==== RECORDED INFORMATION ====

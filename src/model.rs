use serde::{Deserialize, Serialize};

use crate::AppError;

/// Gradient tags handed out to newly composed quotes. The backend seeds its
/// sample data from the same set, so server-assigned and client-assigned
/// quotes are visually indistinguishable.
pub const GRADIENT_PALETTE: [&str; 6] = [
    "from-purple-500 to-pink-500",
    "from-blue-500 to-cyan-400",
    "from-green-400 to-teal-500",
    "from-yellow-400 to-orange-500",
    "from-red-500 to-pink-500",
    "from-indigo-500 to-purple-500",
];

/// Neutral tag reserved for the placeholder card.
pub const NEUTRAL_GRADIENT: &str = "from-gray-400 to-gray-500";

/// Server-assigned quote identifier. Fallback-created quotes synthesize one
/// as `quotes.len() + 1`; see `PendingSubmission::into_local_quote`.
#[derive(Copy, Clone, Debug, PartialEq, Eq, Hash, Serialize, Deserialize)]
pub struct QuoteId(pub u64);

/// Opaque gradient tag. Values from the server are accepted verbatim; values
/// minted client-side come from `GRADIENT_PALETTE`.
#[derive(Clone, Debug, PartialEq, Eq, Serialize, Deserialize)]
pub struct Gradient(String);

impl Gradient {
    pub fn as_str(&self) -> &str {
        &self.0
    }
}

impl From<&str> for Gradient {
    fn from(tag: &str) -> Self {
        Self(tag.to_string())
    }
}

impl From<String> for Gradient {
    fn from(tag: String) -> Self {
        Self(tag)
    }
}

/// A displayable quotation, as served by `GET /api/quotes`.
#[derive(Clone, Debug, PartialEq, Eq, Serialize, Deserialize)]
pub struct Quote {
    pub id: QuoteId,
    pub text: String,
    pub author: String,
    pub category: String,
    pub color: Gradient,
    /// RFC3339 creation timestamp, assigned by the server. Absent on
    /// fallback-created quotes.
    #[serde(rename = "addedAt", default, skip_serializing_if = "Option::is_none")]
    pub added_at: Option<String>,
}

/// Body for `POST /api/quotes`. The server assigns the id and timestamp.
#[derive(Clone, Debug, PartialEq, Eq, Serialize, Deserialize)]
pub struct CreateQuoteRequest {
    pub text: String,
    pub author: String,
    pub category: String,
    pub color: Gradient,
}

/// In-progress composer state.
#[derive(Clone, Debug, Default, PartialEq, Eq, Serialize, Deserialize)]
pub struct Draft {
    pub text: String,
    pub author: String,
    pub category: String,
}

impl Draft {
    /// A draft submits only when every field is non-empty.
    pub fn is_complete(&self) -> bool {
        !self.text.is_empty() && !self.author.is_empty() && !self.category.is_empty()
    }
}

/// A validated draft with its assigned gradient, held while the create call
/// is in flight. Its presence doubles as the submission busy flag, and it
/// preserves the gradient so the remote and local-fallback paths append an
/// identically colored quote.
#[derive(Clone, Debug, PartialEq, Eq, Serialize, Deserialize)]
pub struct PendingSubmission {
    pub text: String,
    pub author: String,
    pub category: String,
    pub color: Gradient,
}

impl PendingSubmission {
    pub fn request_body(&self) -> CreateQuoteRequest {
        CreateQuoteRequest {
            text: self.text.clone(),
            author: self.author.clone(),
            category: self.category.clone(),
            color: self.color.clone(),
        }
    }

    /// Synthesize the quote appended when the create call fails.
    /// `current_len` is the list length before the append.
    pub fn into_local_quote(self, current_len: usize) -> Quote {
        Quote {
            id: QuoteId(current_len as u64 + 1),
            text: self.text,
            author: self.author,
            category: self.category,
            color: self.color,
            added_at: None,
        }
    }
}

/// The working state behind the widget. Mutated only by `App::update`.
#[derive(Clone, Debug, Default, Serialize, Deserialize)]
pub struct Model {
    pub quotes: Vec<Quote>,
    pub current_index: usize,
    pub saved: Vec<Quote>,
    pub draft: Draft,
    pub pending_submission: Option<PendingSubmission>,
    pub is_loading: bool,
    pub load_error: Option<AppError>,
    pub composer_open: bool,
    pub dark_mode: bool,
}

impl Model {
    /// Advance the carousel, wrapping at the end. No-op on an empty list.
    pub fn next_quote(&mut self) {
        let len = self.quotes.len();
        if len > 0 {
            self.current_index = (self.current_index + 1) % len;
        }
    }

    /// Step the carousel backwards, wrapping at the start. No-op on an empty
    /// list. Never underflows, whatever the prior index was.
    pub fn previous_quote(&mut self) {
        let len = self.quotes.len();
        if len > 0 {
            self.current_index = (self.current_index + len - 1) % len;
        }
    }

    /// The quote under the carousel cursor, if any.
    pub fn current_quote(&self) -> Option<&Quote> {
        self.quotes.get(self.current_index)
    }

    /// Bookmark a quote. Idempotent per id.
    pub fn save(&mut self, quote: Quote) {
        if !self.saved.iter().any(|q| q.id == quote.id) {
            self.saved.push(quote);
        }
    }

    pub fn is_saved(&self, id: QuoteId) -> bool {
        self.saved.iter().any(|q| q.id == id)
    }

    pub fn is_submitting(&self) -> bool {
        self.pending_submission.is_some()
    }
}

/// The fixed sample set installed when the list fetch fails, so the session
/// still has content to browse. Values mirror the backend's seed data.
pub fn fallback_quotes() -> Vec<Quote> {
    let literals: [(&str, &str, &str, &str); 5] = [
        (
            "The only way to do great work is to love what you do.",
            "Steve Jobs",
            "Motivation",
            "from-purple-500 to-pink-500",
        ),
        (
            "Innovation distinguishes between a leader and a follower.",
            "Steve Jobs",
            "Leadership",
            "from-blue-500 to-cyan-400",
        ),
        (
            "Design is not just what it looks like and feels like. Design is how it works.",
            "Steve Jobs",
            "Design",
            "from-green-400 to-teal-500",
        ),
        (
            "Your time is limited, so don't waste it living someone else's life.",
            "Steve Jobs",
            "Life",
            "from-yellow-400 to-orange-500",
        ),
        ("Think different.", "Apple Inc.", "Innovation", "from-red-500 to-pink-500"),
    ];

    literals
        .iter()
        .enumerate()
        .map(|(i, (text, author, category, color))| Quote {
            id: QuoteId(i as u64 + 1),
            text: (*text).to_string(),
            author: (*author).to_string(),
            category: (*category).to_string(),
            color: Gradient::from(*color),
            added_at: None,
        })
        .collect()
}

/// Rendered whenever the list is empty, so shells never index out of range.
pub fn placeholder_quote() -> Quote {
    Quote {
        id: QuoteId(0),
        text: "Loading quotes...".to_string(),
        author: String::new(),
        category: String::new(),
        color: Gradient::from(NEUTRAL_GRADIENT),
        added_at: None,
    }
}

====

> PROBLEM TO SOLVE:
Copy out the lines of the data where the word "created" can be found.

> EXERCISE SOLUTION:
/// Server-assigned quote identifier. Fallback-created quotes synthesize one
    /// fallback-created quotes.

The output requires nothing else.